Things That Sustain: Christian Practices that must not be forgotten (or must be restored) if we hope to “Be Church.”
If any of you are like me, then you grew up thinking that it was generally the right thing to do to forgive someone when they did something bad to you. It was the response I was taught instead of retaliation, instead of ‘getting even.’ But as I grew older, I found myself thinking how it didn’t always seem holy or Godly to say to someone who’d done something wrong to me, “that’s alright, don’t worry about it.” Not only did it seem ineffective, it seemed increasingly unlike the picture of Jesus being formed in my head by experience, teaching from the Church, the Scriptures, and what I’ve come to know slowly as the encouragement and teaching of the Holy Spirit.
I want to assert today that what I was taught as a child was basically right, to forgive anyone limitlessly, but that it was also hampered by some cultural ‘softenings.’
Those softenings are what I want to talk about first; then I want to talk about the more ‘real’ versions of those softenings as I understand them. Finally I want to suggest a number of ways to reform our ‘soft’ forgiveness into ‘real’ forgiveness. (subsequent posts will cover the ‘real’ and the reforms)

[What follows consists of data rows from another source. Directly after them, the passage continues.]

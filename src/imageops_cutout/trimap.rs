use image::Luma;

use crate::imageops_cutout::Mask;
use crate::utils::window;

/// Classification of one trimap pixel.
#[derive(Debug, Clone, Copy, PartialEq, Eq, Hash)]
pub enum TrimapLabel {
    /// Certainly part of the subject, alpha 255
    Foreground,
    /// Certainly background, alpha 0
    Background,
    /// Alpha has to be estimated
    Unknown,
}

/// Three-valued partition of an image into definite foreground, definite
/// background and an unknown band around the subject outline.
///
/// A trimap is derived once from a refined mask and never mutated.
#[derive(Debug, Clone, PartialEq, Eq)]
pub struct Trimap {
    width: u32,
    height: u32,
    labels: Vec<TrimapLabel>,
}

impl Trimap {
    /// Labels each pixel from the mask values in its `radius` window.
    ///
    /// A pixel is [`TrimapLabel::Foreground`] when every in-bounds sample
    /// exceeds `foreground_threshold`, [`TrimapLabel::Background`] when every
    /// sample is below `background_threshold`, and unknown otherwise.
    pub fn from_mask(
        mask: &Mask,
        radius: u32,
        foreground_threshold: u8,
        background_threshold: u8,
    ) -> Self {
        let (width, height) = mask.dimensions();
        let labels = (0..height)
            .flat_map(|y| (0..width).map(move |x| (x, y)))
            .map(|(x, y)| {
                let mut all_foreground = true;
                let mut all_background = true;
                for (nx, ny) in window(x, y, radius, width, height) {
                    let Luma([value]) = *mask.get_pixel(nx, ny);
                    all_foreground &= value > foreground_threshold;
                    all_background &= value < background_threshold;
                }
                if all_foreground {
                    TrimapLabel::Foreground
                } else if all_background {
                    TrimapLabel::Background
                } else {
                    TrimapLabel::Unknown
                }
            })
            .collect();

        Self {
            width,
            height,
            labels,
        }
    }

    pub const fn dimensions(&self) -> (u32, u32) {
        (self.width, self.height)
    }

    #[inline]
    pub fn label(&self, x: u32, y: u32) -> TrimapLabel {
        self.labels[(y * self.width + x) as usize]
    }

    pub fn labels(&self) -> &[TrimapLabel] {
        &self.labels
    }

    /// Number of pixels carrying `label`.
    pub fn count(&self, label: TrimapLabel) -> usize {
        self.labels.iter().filter(|&&l| l == label).count()
    }

    /// Renders the trimap as a mask: 255, 0 and 128 for unknown.
    pub fn to_mask(&self) -> Mask {
        Mask::from_fn(self.width, self.height, |x, y| {
            Luma([match self.label(x, y) {
                TrimapLabel::Foreground => 255,
                TrimapLabel::Background => 0,
                TrimapLabel::Unknown => 128,
            }])
        })
    }
}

Let’s begin with the example I started with above, saying that ‘it’s okay.’ The soft forgiveness found here is one of lying. If you hit me in the face and I say, with all intentions of being Christ-like, that it is ‘okay,’ I am lying. It is not true that it is simply okay, neither by personal or objective measures. That is, it is lying to say that it was alright for you to practice your right hook on my visage and it is also lying when I say of my feelings that they are unbruised (not to mention my jaw!).
So it is lying on two counts so far. But there is a third and more serious lie that relates to the Christian responsibility for our brother or sister. When I tell you that it’s perfectly alright for you to rearrange my facial features, I am handing you over to the devil. That is, by acting as if you had not sinned, I have cemented you by ignorance in that sin. My responsibility as a flailing but hopeful Jesus-follower is to do as Jesus taught me: love my brother and sister; and love must at least mean not leaving my brother or sister for dead! But this is exactly what I am doing if I lie and say that all is well, that neither our relationship nor your relationship to Christ is in peril.
What I am concerned with here is not the words themselves or the lack of confrontation but the thought and motive behind them. There are many times when silence and patience is our best way of communicating to our brother or sister that they have sinned against us. There are even times when the words, ‘it’s okay,’ are sincere and appropriate. But they are never appropriate (that is to say, never Christ-like) when they are said from the heart posture of avoidance, fear, and insecurity. Though we will definitely be feeling all those things, our response of forgiveness needs to come from love, and not just any love, but from the love of the Father, Son, and Holy Spirit as received and issued forth in the Christian community called Church. Saying that the sin of my brother or sister is ‘okay’ may look like mercy, but it is hatred. In fact, we may hear the words of Jesus here in regards to the third lie mentioned above: “Whoever causes these little ones who believe in Me to sin, it would be better for a millstone to be wrapped around his neck and he were drowned in the depths of the sea.”